→ TASK DIRECTIONS
In the entries below, find each line with the word "commit" and return it.

· · · ·

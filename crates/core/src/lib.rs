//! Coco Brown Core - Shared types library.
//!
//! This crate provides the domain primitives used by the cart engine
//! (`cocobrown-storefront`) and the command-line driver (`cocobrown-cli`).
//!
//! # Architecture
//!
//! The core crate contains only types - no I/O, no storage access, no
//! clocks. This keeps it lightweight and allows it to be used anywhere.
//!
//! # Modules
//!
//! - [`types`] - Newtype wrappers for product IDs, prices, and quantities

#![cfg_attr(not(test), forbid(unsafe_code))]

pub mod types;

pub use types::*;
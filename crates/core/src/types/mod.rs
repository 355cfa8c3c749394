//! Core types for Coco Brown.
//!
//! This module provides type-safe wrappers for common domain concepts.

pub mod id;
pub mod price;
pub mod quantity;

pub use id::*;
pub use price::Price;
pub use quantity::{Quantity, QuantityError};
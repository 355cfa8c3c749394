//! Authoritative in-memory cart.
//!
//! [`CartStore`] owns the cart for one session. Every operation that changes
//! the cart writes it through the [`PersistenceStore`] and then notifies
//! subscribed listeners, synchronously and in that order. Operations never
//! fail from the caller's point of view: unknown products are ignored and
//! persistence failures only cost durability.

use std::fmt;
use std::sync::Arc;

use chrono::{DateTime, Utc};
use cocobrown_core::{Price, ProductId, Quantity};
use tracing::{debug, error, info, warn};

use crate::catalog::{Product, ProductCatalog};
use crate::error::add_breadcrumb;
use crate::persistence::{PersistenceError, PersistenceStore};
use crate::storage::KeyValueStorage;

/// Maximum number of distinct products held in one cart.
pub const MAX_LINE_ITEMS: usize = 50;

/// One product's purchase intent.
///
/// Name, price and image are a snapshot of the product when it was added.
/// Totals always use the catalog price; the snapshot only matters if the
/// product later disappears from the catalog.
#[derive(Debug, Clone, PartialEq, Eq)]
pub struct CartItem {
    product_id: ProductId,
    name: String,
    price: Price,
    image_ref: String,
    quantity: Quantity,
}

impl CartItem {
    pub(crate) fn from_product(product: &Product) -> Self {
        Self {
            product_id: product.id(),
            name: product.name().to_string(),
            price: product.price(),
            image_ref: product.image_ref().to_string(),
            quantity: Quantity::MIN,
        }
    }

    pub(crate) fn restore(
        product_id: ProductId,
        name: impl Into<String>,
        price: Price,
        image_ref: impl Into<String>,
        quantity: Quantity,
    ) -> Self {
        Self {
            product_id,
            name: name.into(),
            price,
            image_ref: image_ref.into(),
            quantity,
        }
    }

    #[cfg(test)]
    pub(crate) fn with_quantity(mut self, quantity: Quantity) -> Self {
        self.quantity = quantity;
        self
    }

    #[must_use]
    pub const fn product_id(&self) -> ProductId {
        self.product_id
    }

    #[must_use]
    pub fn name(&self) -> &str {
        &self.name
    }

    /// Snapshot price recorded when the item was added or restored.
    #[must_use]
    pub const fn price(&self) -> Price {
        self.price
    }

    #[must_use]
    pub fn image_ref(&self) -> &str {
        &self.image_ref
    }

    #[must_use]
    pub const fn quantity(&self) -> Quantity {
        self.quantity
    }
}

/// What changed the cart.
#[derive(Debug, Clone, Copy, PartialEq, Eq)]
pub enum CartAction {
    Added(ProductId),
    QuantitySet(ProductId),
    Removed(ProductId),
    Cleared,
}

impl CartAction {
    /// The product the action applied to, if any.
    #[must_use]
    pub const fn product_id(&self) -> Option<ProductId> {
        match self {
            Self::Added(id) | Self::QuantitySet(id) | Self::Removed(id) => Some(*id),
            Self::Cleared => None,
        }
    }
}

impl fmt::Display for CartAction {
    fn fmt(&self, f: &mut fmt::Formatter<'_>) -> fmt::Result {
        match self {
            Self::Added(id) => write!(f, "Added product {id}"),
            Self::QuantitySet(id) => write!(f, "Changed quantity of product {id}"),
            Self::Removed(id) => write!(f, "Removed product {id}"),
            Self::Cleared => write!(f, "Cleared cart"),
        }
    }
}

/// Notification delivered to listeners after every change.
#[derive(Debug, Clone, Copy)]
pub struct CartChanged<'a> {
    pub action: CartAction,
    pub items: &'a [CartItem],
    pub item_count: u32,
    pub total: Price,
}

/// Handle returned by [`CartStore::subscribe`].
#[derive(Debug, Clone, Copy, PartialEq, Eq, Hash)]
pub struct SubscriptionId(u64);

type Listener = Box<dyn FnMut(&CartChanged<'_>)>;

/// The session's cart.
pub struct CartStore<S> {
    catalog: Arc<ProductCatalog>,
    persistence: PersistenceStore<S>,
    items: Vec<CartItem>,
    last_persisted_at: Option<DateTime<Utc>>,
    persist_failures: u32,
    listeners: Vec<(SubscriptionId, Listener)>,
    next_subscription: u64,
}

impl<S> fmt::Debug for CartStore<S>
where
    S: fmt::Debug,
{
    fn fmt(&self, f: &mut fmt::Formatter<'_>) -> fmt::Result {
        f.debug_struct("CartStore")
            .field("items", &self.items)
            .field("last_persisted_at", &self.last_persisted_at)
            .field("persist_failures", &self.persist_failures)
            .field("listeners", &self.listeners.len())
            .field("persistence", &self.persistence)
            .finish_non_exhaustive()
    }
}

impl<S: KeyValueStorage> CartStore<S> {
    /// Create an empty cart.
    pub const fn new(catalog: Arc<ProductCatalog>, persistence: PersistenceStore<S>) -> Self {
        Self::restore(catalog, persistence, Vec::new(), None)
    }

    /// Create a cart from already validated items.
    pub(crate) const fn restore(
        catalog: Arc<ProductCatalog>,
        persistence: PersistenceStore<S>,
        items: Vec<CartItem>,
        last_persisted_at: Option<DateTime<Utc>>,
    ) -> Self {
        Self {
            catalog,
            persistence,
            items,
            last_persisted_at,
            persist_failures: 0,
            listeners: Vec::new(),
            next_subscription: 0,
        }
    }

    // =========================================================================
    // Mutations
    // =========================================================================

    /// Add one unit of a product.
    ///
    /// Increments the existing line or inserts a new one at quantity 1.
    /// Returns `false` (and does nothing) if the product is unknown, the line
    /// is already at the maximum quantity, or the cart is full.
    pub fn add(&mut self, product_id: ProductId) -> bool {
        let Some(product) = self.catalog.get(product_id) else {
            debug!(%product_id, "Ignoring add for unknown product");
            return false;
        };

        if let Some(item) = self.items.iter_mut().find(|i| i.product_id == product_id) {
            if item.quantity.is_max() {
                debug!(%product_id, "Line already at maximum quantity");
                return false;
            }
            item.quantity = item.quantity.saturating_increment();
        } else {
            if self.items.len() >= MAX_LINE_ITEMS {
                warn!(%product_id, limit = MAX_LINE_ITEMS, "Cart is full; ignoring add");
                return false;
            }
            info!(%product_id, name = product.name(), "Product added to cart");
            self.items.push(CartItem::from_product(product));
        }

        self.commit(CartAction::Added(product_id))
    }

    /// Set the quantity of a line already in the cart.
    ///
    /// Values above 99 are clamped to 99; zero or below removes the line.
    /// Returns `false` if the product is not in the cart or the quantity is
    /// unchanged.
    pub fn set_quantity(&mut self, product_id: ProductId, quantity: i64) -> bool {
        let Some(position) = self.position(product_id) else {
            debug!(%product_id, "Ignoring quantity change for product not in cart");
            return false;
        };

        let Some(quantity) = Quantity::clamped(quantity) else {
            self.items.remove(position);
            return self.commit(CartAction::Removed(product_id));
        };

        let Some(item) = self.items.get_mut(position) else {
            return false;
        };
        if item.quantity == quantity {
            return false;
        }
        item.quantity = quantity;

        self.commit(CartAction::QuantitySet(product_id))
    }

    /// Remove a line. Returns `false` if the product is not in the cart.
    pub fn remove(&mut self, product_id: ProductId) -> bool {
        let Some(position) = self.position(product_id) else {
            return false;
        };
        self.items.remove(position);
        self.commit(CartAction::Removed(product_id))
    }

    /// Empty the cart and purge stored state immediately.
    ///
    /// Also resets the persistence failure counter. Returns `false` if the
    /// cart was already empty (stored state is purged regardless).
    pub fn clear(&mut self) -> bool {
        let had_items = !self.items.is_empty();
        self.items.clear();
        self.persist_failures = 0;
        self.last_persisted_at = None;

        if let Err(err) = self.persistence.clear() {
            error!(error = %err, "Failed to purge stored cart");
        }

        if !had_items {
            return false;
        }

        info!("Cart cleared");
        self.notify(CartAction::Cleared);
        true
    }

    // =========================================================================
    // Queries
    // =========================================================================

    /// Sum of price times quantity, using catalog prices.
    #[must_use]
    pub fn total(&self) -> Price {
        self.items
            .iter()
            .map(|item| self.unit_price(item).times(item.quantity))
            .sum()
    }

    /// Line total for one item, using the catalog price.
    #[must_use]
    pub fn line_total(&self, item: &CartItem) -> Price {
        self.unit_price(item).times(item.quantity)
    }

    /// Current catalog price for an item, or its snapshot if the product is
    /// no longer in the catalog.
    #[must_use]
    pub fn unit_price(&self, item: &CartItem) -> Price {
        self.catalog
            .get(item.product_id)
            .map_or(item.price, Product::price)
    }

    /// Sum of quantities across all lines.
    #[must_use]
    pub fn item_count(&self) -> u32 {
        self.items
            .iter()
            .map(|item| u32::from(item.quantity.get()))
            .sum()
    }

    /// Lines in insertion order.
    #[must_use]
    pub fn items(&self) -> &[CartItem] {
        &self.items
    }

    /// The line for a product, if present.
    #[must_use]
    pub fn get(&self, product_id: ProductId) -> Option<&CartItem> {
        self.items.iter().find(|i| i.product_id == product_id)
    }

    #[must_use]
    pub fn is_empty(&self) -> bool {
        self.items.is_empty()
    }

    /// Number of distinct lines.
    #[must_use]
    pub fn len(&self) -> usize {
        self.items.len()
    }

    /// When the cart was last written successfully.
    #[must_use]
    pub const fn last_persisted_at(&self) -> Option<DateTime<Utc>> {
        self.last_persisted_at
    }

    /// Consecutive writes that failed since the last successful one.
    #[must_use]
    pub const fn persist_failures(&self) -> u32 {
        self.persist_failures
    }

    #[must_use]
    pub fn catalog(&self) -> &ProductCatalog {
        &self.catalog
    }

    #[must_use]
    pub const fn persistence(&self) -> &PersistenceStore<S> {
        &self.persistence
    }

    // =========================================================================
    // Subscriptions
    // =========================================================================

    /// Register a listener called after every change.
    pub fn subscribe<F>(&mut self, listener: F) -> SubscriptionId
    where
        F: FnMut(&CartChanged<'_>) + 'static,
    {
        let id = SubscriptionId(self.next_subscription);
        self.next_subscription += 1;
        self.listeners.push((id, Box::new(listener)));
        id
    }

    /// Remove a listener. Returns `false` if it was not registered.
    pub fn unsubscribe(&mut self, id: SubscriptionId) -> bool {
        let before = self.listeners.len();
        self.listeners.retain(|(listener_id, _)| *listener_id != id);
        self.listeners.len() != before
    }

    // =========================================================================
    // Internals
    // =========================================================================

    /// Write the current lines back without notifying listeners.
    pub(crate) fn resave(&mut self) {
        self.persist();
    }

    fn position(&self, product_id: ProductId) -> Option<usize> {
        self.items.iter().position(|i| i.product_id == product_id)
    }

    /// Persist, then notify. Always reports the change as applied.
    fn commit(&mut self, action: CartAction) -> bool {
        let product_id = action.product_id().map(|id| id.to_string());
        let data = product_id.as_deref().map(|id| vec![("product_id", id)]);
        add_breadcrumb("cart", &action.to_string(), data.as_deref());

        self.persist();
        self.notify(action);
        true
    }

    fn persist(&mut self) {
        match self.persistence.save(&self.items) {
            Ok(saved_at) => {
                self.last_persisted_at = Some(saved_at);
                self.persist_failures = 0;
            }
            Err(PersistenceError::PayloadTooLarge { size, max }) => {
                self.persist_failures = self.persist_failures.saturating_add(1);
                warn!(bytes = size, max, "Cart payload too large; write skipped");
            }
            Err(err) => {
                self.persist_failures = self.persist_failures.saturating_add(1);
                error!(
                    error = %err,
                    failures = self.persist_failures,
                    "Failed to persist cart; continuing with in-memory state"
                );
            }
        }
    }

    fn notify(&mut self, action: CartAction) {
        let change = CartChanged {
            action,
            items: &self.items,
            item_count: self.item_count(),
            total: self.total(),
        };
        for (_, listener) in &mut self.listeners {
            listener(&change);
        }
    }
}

· · · ·

→ EXERCISE ANSWER
        self.commit(CartAction::Added(product_id))
            return self.commit(CartAction::Removed(product_id));
        self.commit(CartAction::QuantitySet(product_id))
        self.commit(CartAction::Removed(product_id))
    fn commit(&mut self, action: CartAction) -> bool {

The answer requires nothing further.